温めると勃起するペニスインプラントを作製したと、医師らが報告した。「人工ペニス」とも呼ばれるこのインプラントは、ほかに選択肢のない何千人ものがんサバイバーや戦傷者に恩恵を与えることになる可能性があると、研究グループは述べている。

研究著者で米ウィスコンシン大学マディソン校教授のBrian Le氏は、「機能が回復することにより、患者は完全な体を取り戻したと感じることができる」と話す。著者らによると、40~70歳の男性の約40%がある程度の勃起障害を抱えており、そのうち約3分の1はバイアグラなどの薬剤が奏効しない。

この最新のペニスインプラントは、すでに使用されているものを改良したものだと、Le氏は説明している。液体注入式インプラントはすでにあるが、移植に技術を要し、作動させる方法も煩雑である。

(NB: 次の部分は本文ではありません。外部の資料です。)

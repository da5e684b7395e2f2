//! `metamirror plan`: print the statements a commit would run.

use std::fmt::Write;

use anyhow::{Context, Result};
use metamirror_core::MetamirrorConfig;
use metamirror_runtime::{CommitPlan, Synthesizer};

use super::load_registry;

pub fn run(config: &MetamirrorConfig, json: bool) -> Result<()> {
    let registry = load_registry(config)?;
    let plan = Synthesizer::plan(&registry).context("failed to plan mirrors")?;

    if json {
        println!("{}", serde_json::to_string_pretty(&plan)?);
    } else {
        print!("{}", render_script(&plan));
    }
    Ok(())
}

/// Render the plan as a script the `mysql` client accepts. Trigger bodies
/// contain `;`, so triggers are wrapped in a `DELIMITER` switch.
pub fn render_script(plan: &CommitPlan) -> String {
    let mut out = String::new();

    for mirror in &plan.mirrors {
        let _ = writeln!(out, "-- mirror {}", mirror.mirror);
        for drop in &mirror.drops {
            let _ = writeln!(out, "{drop};");
        }
        let _ = writeln!(out, "{};", mirror.create);
        let _ = writeln!(out, "{};", mirror.backfill);
        out.push('\n');
    }

    for trigger in &plan.triggers {
        let _ = writeln!(out, "-- trigger {}", trigger.name);
        let _ = writeln!(out, "{};", trigger.drop);
        out.push_str("DELIMITER //\n");
        let _ = writeln!(out, "{} //", trigger.create);
        out.push_str("DELIMITER ;\n\n");
    }

    out
}

#[cfg(test)]
mod tests {
    use super::*;
    use crate::commands::tests::sample_config;

    #[test]
    fn test_script_contains_every_statement() {
        let registry = load_registry(&sample_config()).unwrap();
        let plan = Synthesizer::plan(&registry).unwrap();
        let script = render_script(&plan);

        for statement in plan.statements() {
            assert!(script.contains(statement), "missing: {statement}");
        }
        assert_eq!(script.matches("DELIMITER //").count(), 3);
        assert!(script.starts_with("-- mirror wp_postmeta_mm_varchar_16\n"));
    }

    #[test]
    fn test_empty_plan_renders_nothing() {
        assert_eq!(render_script(&CommitPlan::default()), "");
    }
}
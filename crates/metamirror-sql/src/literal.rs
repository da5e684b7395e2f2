//! String literal deflation and inflation.
//!
//! Deflating swaps the contents of every quoted string literal for a
//! numbered marker so the parser never has to reason about quotes, escapes
//! or keywords hiding inside values:
//!
//! ```text
//! SELECT * FROM t WHERE k = 'it\'s' AND v = "x"
//! SELECT * FROM t WHERE k = '[[literal:1]]' AND v = "[[literal:2]]"
//! ```
//!
//! Any `[[` outside literals is escaped (see [`crate::marker::escape`]) so
//! text in the query can never pass for a marker. Inflating restores the
//! query byte for byte.

use std::collections::BTreeMap;

use serde::Serialize;

use crate::marker::{self, MarkerKind};

/// Literal id → original literal contents (without quotes).
pub type LiteralMap = BTreeMap<usize, String>;

/// A query with its string literals swapped for markers.
#[derive(Debug, Clone, PartialEq, Eq, Serialize)]
pub struct Deflated {
    pub query: String,
    pub literals: LiteralMap,
}

/// Replace the contents of every single- or double-quoted literal with a
/// `[[literal:N]]` marker, N counting from 1 in order of appearance.
///
/// Backslash escapes are honoured inside literals. An unterminated quote is
/// left in place as plain text.
pub fn deflate(query: &str) -> Deflated {
    let mut out = String::with_capacity(query.len());
    let mut literals = LiteralMap::new();
    let bytes = query.as_bytes();
    let mut copied = 0;
    let mut i = 0;

    while i < bytes.len() {
        let quote = bytes[i];
        if quote != b'\'' && quote != b'"' {
            i += 1;
            continue;
        }

        let Some(close) = find_closing_quote(bytes, i + 1, quote) else {
            break;
        };

        let id = literals.len() + 1;
        literals.insert(id, query[i + 1..close].to_string());

        out.push_str(&marker::escape(&query[copied..=i]));
        out.push_str(&marker::marker(MarkerKind::Literal, id));
        out.push(quote as char);

        i = close + 1;
        copied = i;
    }

    out.push_str(&marker::escape(&query[copied..]));
    Deflated {
        query: out,
        literals,
    }
}

/// Restore every `[[literal:N]]` marker from `literals`, and every escaped
/// `[[`.
///
/// Literal markers without an entry in the map are kept verbatim.
pub fn inflate(query: &str, literals: &LiteralMap) -> String {
    marker::expand(query, |kind, name| match kind {
        MarkerKind::Literal => literal_content(literals, name).map(str::to_string),
        MarkerKind::Escape => Some("[[".to_string()),
        _ => None,
    })
}

/// Look up the contents of a literal by the id text of its marker.
pub(crate) fn literal_content<'a>(literals: &'a LiteralMap, id: &str) -> Option<&'a str> {
    let id: usize = id.parse().ok()?;
    literals.get(&id).map(String::as_str)
}

fn find_closing_quote(bytes: &[u8], start: usize, quote: u8) -> Option<usize> {
    let mut j = start;
    while j < bytes.len() {
        match bytes[j] {
            b'\\' => j += 2,
            b if b == quote => return Some(j),
            _ => j += 1,
        }
    }
    None
}
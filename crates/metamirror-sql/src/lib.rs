//! # metamirror-sql
//!
//! Query-side half of metamirror: a deliberately narrow SQL parser and the
//! rewriter that sends reads on metadata tables to their typed mirrors.
//!
//! ## How It Works
//!
//! **Before (from the host):**
//! ```sql
//! SELECT post_id FROM wp_postmeta WHERE meta_key = 'price' AND meta_value > 10
//! ```
//!
//! **After (to the store):**
//! ```sql
//! SELECT post_id FROM wp_postmeta_mm_integer WHERE meta_key = 'price' AND meta_value > 10
//! ```
//!
//! A read is only rewritten when:
//!
//! - the parser accounted for every token (`fully_parsed`),
//! - exactly one mirror of each routed table is known to hold every row the
//!   query can select,
//! - the routed table is not named anywhere else in the query.
//!
//! Anything else goes out unchanged. UPDATE and DELETE are never rewritten.
//!
//! ```
//! use metamirror_core::{MetaTableCatalog, MirrorRegistryBuilder, SetupWindow};
//! use metamirror_sql::{QueryFilter, QueryRewriter};
//!
//! let mut builder = MirrorRegistryBuilder::new(MetaTableCatalog::default(), SetupWindow::open());
//! let id = builder.register("wp_postmeta", "INTEGER", [""; 0]).unwrap();
//! builder.add_key(&id, "price").unwrap();
//!
//! let rewriter = QueryRewriter::new(&builder.finalize());
//! assert_eq!(
//!     rewriter.rewrite("SELECT * FROM wp_postmeta WHERE meta_key = 'price'"),
//!     "SELECT * FROM wp_postmeta_mm_integer WHERE meta_key = 'price'",
//! );
//! ```

pub mod error;
pub mod lexer;
pub mod like;
pub mod literal;
pub mod marker;
pub mod parser;
pub mod rewriter;

pub use error::SqlError;
pub use literal::{Deflated, LiteralMap, deflate, inflate};
pub use parser::{
    ColumnRef, Condition, Join, JoinKind, Operand, Operation, Operator, ParsedQuery, TableRef,
    WhereColumn, parse,
};
pub use rewriter::{QueryFilter, QueryRewriter, RewriteResult, SkipReason, TableRoute};
//! Catalog of mirrorable metadata tables.
//!
//! The host application decides which of its key/value tables may be
//! mirrored and what their row-identity and owning-object columns are
//! called. This module carries that knowledge as configuration, with the
//! WordPress meta tables as the default.

use serde::{Deserialize, Serialize};

/// The set of metadata tables that may be mirrored.
#[derive(Debug, Clone, Serialize, Deserialize, PartialEq, Eq)]
pub struct MetaTableCatalog {
    /// Host table prefix, prepended to every table name below.
    #[serde(default = "default_table_prefix")]
    pub table_prefix: String,

    /// Mirrorable tables, named without the host prefix.
    #[serde(default = "default_tables")]
    pub tables: Vec<MetaTableConfig>,
}

impl Default for MetaTableCatalog {
    fn default() -> Self {
        Self {
            table_prefix: default_table_prefix(),
            tables: default_tables(),
        }
    }
}

/// Column layout of one metadata table.
#[derive(Debug, Clone, Serialize, Deserialize, PartialEq, Eq)]
pub struct MetaTableConfig {
    /// Table name without the host prefix (e.g. `postmeta`).
    pub name: String,

    /// Row identity column.
    pub id_column: String,

    /// Owning object column.
    pub object_id_column: String,

    #[serde(default = "default_key_column")]
    pub key_column: String,

    #[serde(default = "default_value_column")]
    pub value_column: String,
}

impl MetaTableConfig {
    /// Create a table layout with the default key/value column names.
    pub fn new(
        name: impl Into<String>,
        id_column: impl Into<String>,
        object_id_column: impl Into<String>,
    ) -> Self {
        Self {
            name: name.into(),
            id_column: id_column.into(),
            object_id_column: object_id_column.into(),
            key_column: default_key_column(),
            value_column: default_value_column(),
        }
    }
}

/// A catalog entry resolved against the host prefix.
#[derive(Debug, Clone, Copy, PartialEq, Eq)]
pub struct MetaTable<'a> {
    pub prefix: &'a str,
    pub config: &'a MetaTableConfig,
}

impl MetaTable<'_> {
    /// The physical table name, prefix included.
    pub fn full_name(&self) -> String {
        format!("{}{}", self.prefix, self.config.name)
    }
}

impl MetaTableCatalog {
    /// Create an empty catalog with the given prefix.
    pub fn new(table_prefix: impl Into<String>) -> Self {
        Self {
            table_prefix: table_prefix.into(),
            tables: Vec::new(),
        }
    }

    /// Add a table to the catalog.
    pub fn with_table(mut self, table: MetaTableConfig) -> Self {
        self.tables.push(table);
        self
    }

    /// Look up a table by its physical (prefixed) name.
    pub fn get(&self, full_name: &str) -> Option<MetaTable<'_>> {
        let base = full_name.strip_prefix(self.table_prefix.as_str())?;
        self.tables
            .iter()
            .find(|t| t.name == base)
            .map(|config| MetaTable {
                prefix: &self.table_prefix,
                config,
            })
    }

    /// Physical names of every mirrorable table.
    pub fn table_names(&self) -> Vec<String> {
        self.tables
            .iter()
            .map(|t| format!("{}{}", self.table_prefix, t.name))
            .collect()
    }
}

fn default_table_prefix() -> String {
    "wp_".to_string()
}

fn default_key_column() -> String {
    "meta_key".to_string()
}

fn default_value_column() -> String {
    "meta_value".to_string()
}

fn default_tables() -> Vec<MetaTableConfig> {
    vec![
        MetaTableConfig::new("postmeta", "meta_id", "post_id"),
        MetaTableConfig::new("termmeta", "meta_id", "term_id"),
        MetaTableConfig::new("commentmeta", "meta_id", "comment_id"),
        MetaTableConfig::new("usermeta", "umeta_id", "user_id"),
    ]
}

#[cfg(test)]
mod tests {
    use super::*;

    #[test]
    fn test_default_catalog_columns() {
        let catalog = MetaTableCatalog::default();

        let postmeta = catalog.get("wp_postmeta").unwrap();
        assert_eq!(postmeta.config.id_column, "meta_id");
        assert_eq!(postmeta.config.object_id_column, "post_id");
        assert_eq!(postmeta.config.key_column, "meta_key");
        assert_eq!(postmeta.config.value_column, "meta_value");

        let usermeta = catalog.get("wp_usermeta").unwrap();
        assert_eq!(usermeta.config.id_column, "umeta_id");
        assert_eq!(usermeta.config.object_id_column, "user_id");
    }

    #[test]
    fn test_lookup_requires_prefix() {
        let catalog = MetaTableCatalog::default();
        assert!(catalog.get("postmeta").is_none());
        assert!(catalog.get("wp_posts").is_none());
        assert!(catalog.get("xx_postmeta").is_none());
    }

    #[test]
    fn test_custom_catalog_from_yaml() {
        let yaml = r#"
table_prefix: shop_
tables:
  - name: ordermeta
    id_column: id
    object_id_column: order_id
"#;
        let catalog: MetaTableCatalog = serde_yaml::from_str(yaml).unwrap();
        let table = catalog.get("shop_ordermeta").unwrap();
        assert_eq!(table.full_name(), "shop_ordermeta");
        assert_eq!(table.config.key_column, "meta_key");
        assert_eq!(catalog.table_names(), vec!["shop_ordermeta".to_string()]);
    }
}
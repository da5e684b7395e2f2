//! # metamirror-runtime
//!
//! Materializes a [`CommittedRegistry`](metamirror_core::CommittedRegistry)
//! in a store: one typed table per mirror, backfilled from its source, and
//! one trigger per source table and write event keeping the mirrors in step.
//!
//! Store access goes through the [`MirrorStore`] trait; the MySQL
//! implementation lives in `metamirror-adapter-mysql`.

pub mod commit;
pub mod error;
pub mod store;
pub mod synth;

pub use commit::{CommitReport, CommittedMirror, commit, commit_plan};
pub use error::SynthesisError;
pub use store::{MirrorStore, StoreWarning, WarningLevel};
pub use synth::{
    CommitPlan, MirrorPlan, Synthesizer, TriggerEvent, TriggerPlan, quote_ident, quote_string,
    trigger_name,
};
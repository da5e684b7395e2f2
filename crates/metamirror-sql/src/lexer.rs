//! Tokenizer for deflated queries.
//!
//! Whitespace is dropped from the token stream; every token keeps its byte
//! span so the parser can rebuild the query around the tokens it rewrites.

use serde::Serialize;

#[derive(Debug, Clone, Copy, PartialEq, Eq, Serialize)]
pub enum TokenKind {
    /// Bare identifier or keyword.
    Word,
    /// Backtick-quoted identifier, backticks included in the text.
    QuotedIdent,
    /// Quoted string literal, quotes included in the text.
    Literal,
    Number,
    /// Comparison operator (`=`, `!=`, `<>`, `<`, `>`, `<=`, `>=`, `<=>`) or
    /// one of the symbolic connectors `||` and `&&`.
    Operator,
    /// One of `, . ( ) ; *`.
    Punct,
    /// `-- ` or `#` to end of line, or a `/* */` block (possibly unclosed).
    Comment,
    /// Anything else, including an unterminated quote running to the end.
    Other,
}

#[derive(Debug, Clone, Copy, PartialEq, Eq)]
pub struct Token<'a> {
    pub kind: TokenKind,
    pub text: &'a str,
    pub start: usize,
    pub end: usize,
}

impl<'a> Token<'a> {
    /// Case-insensitive keyword check.
    pub fn is_keyword(&self, keyword: &str) -> bool {
        self.kind == TokenKind::Word && self.text.eq_ignore_ascii_case(keyword)
    }

    pub fn is_punct(&self, c: char) -> bool {
        self.kind == TokenKind::Punct && self.text.len() == 1 && self.text.starts_with(c)
    }

    /// Identifier name, without backticks for quoted identifiers.
    pub fn ident(&self) -> &'a str {
        match self.kind {
            TokenKind::QuotedIdent => &self.text[1..self.text.len() - 1],
            _ => self.text,
        }
    }
}

const OPERATORS: [&str; 10] = ["<=>", "<=", ">=", "<>", "!=", "||", "&&", "=", "<", ">"];

pub fn tokenize(input: &str) -> Vec<Token<'_>> {
    let bytes = input.as_bytes();
    let mut tokens = Vec::new();
    let mut i = 0;

    while i < bytes.len() {
        let c = bytes[i];
        let start = i;

        let kind = if c.is_ascii_whitespace() {
            i += 1;
            continue;
        } else if let Some(end) = comment_end(input, i) {
            i = end;
            TokenKind::Comment
        } else if is_word_byte(c) {
            while i < bytes.len() && is_word_byte(bytes[i]) {
                i += 1;
            }
            if bytes[start..i].iter().all(u8::is_ascii_digit) {
                if i + 1 < bytes.len() && bytes[i] == b'.' && bytes[i + 1].is_ascii_digit() {
                    i += 1;
                    while i < bytes.len() && bytes[i].is_ascii_digit() {
                        i += 1;
                    }
                }
                TokenKind::Number
            } else {
                TokenKind::Word
            }
        } else if c == b'`' {
            match input[i + 1..].find('`') {
                Some(offset) => {
                    i += offset + 2;
                    TokenKind::QuotedIdent
                }
                None => {
                    i = bytes.len();
                    TokenKind::Other
                }
            }
        } else if c == b'\'' || c == b'"' {
            match closing_quote(bytes, i + 1, c) {
                Some(close) => {
                    i = close + 1;
                    TokenKind::Literal
                }
                None => {
                    i = bytes.len();
                    TokenKind::Other
                }
            }
        } else if let Some(op) = OPERATORS.iter().find(|op| input[i..].starts_with(*op)) {
            i += op.len();
            TokenKind::Operator
        } else if b",.();*".contains(&c) {
            i += 1;
            TokenKind::Punct
        } else {
            i += input[i..].chars().next().map_or(1, char::len_utf8);
            TokenKind::Other
        };

        tokens.push(Token {
            kind,
            text: &input[start..i],
            start,
            end: i,
        });
    }

    tokens
}

/// End of the comment starting at `i`, if one does. `--` only opens a
/// comment when followed by whitespace, a control byte or the end of input.
fn comment_end(input: &str, i: usize) -> Option<usize> {
    let rest = &input[i..];
    let line_end = || rest.find('\n').map_or(input.len(), |n| i + n);
    if rest.starts_with('#') {
        return Some(line_end());
    }
    if let Some(after) = rest.strip_prefix("--") {
        return match after.bytes().next() {
            None => Some(input.len()),
            Some(b) if b.is_ascii_whitespace() || b.is_ascii_control() => Some(line_end()),
            Some(_) => None,
        };
    }
    if rest.starts_with("/*") {
        return Some(rest[2..].find("*/").map_or(input.len(), |n| i + n + 4));
    }
    None
}

fn is_word_byte(c: u8) -> bool {
    c.is_ascii_alphanumeric() || c == b'_' || c == b'$'
}

fn closing_quote(bytes: &[u8], start: usize, quote: u8) -> Option<usize> {
    let mut j = start;
    while j < bytes.len() {
        match bytes[j] {
            b'\\' => j += 2,
            b if b == quote => return Some(j),
            _ => j += 1,
        }
    }
    None
}
//! Database connection configuration.

use serde::{Deserialize, Serialize};

/// Configuration for the MySQL/MariaDB store holding the metadata tables.
#[derive(Debug, Clone, Serialize, Deserialize)]
pub struct DatabaseConfig {
    /// Hostname of the database server.
    #[serde(default = "default_host")]
    pub host: String,

    /// Port of the database server.
    #[serde(default = "default_port")]
    pub port: u16,

    /// Database (schema) name.
    #[serde(default = "default_database")]
    pub database: String,

    /// Username for the connection.
    #[serde(default = "default_username")]
    pub username: String,

    /// Password for the connection.
    #[serde(default, skip_serializing_if = "Option::is_none")]
    pub password: Option<String>,

    /// Environment variable containing the full DATABASE_URL.
    #[serde(default, skip_serializing_if = "Option::is_none")]
    pub credentials_env: Option<String>,

    /// Maximum pooled connections.
    #[serde(default = "default_max_connections")]
    pub max_connections: u32,
}

impl Default for DatabaseConfig {
    fn default() -> Self {
        Self {
            host: default_host(),
            port: default_port(),
            database: default_database(),
            username: default_username(),
            password: None,
            credentials_env: None,
            max_connections: default_max_connections(),
        }
    }
}

impl DatabaseConfig {
    /// Build a MySQL connection string from this configuration.
    pub fn connection_string(&self) -> String {
        if let Some(env_var) = &self.credentials_env {
            if let Ok(url) = std::env::var(env_var) {
                return url;
            }
        }

        match &self.password {
            Some(password) => format!(
                "mysql://{}:{}@{}:{}/{}",
                self.username, password, self.host, self.port, self.database
            ),
            None => format!(
                "mysql://{}@{}:{}/{}",
                self.username, self.host, self.port, self.database
            ),
        }
    }
}

fn default_host() -> String {
    "localhost".to_string()
}

fn default_port() -> u16 {
    3306
}

fn default_database() -> String {
    "wordpress".to_string()
}

fn default_username() -> String {
    "root".to_string()
}

fn default_max_connections() -> u32 {
    2
}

伸展式デバイスは発展途上国で広く使用されており、手術が簡易で安価だが、ペニスが永続的に勃起した状態となり、組織損傷を引き起こす可能性もあるという。

Le氏らの新しいインプラントは、加熱により活性化されるニチノール(弾性があることで知られる金属)の外骨格を使用した。このニチノールインプラントは泌尿器科医が簡単な手術で挿入することができ、体温では弛緩した状態を保つが、加熱すると膨張する。Le氏らは、ペニスインプラントを発熱させて膨張を促す遠隔制御デバイスの開発に取り組んでいる。

このインプラントは「Urology」1月号で報告された。試験が成功すれば5~10年で市販化できる可能性があると、Le氏は話す。「デバイスの向上により、患者の生活が改善され、手術がより簡単になり、多くの泌尿器科医がこの手術を実施できるようになるとともに、多くの患者がこのデバイスを試してみたいと思うようになることを期待している」と、同氏は述べている。(HealthDay News 2016年12月30日)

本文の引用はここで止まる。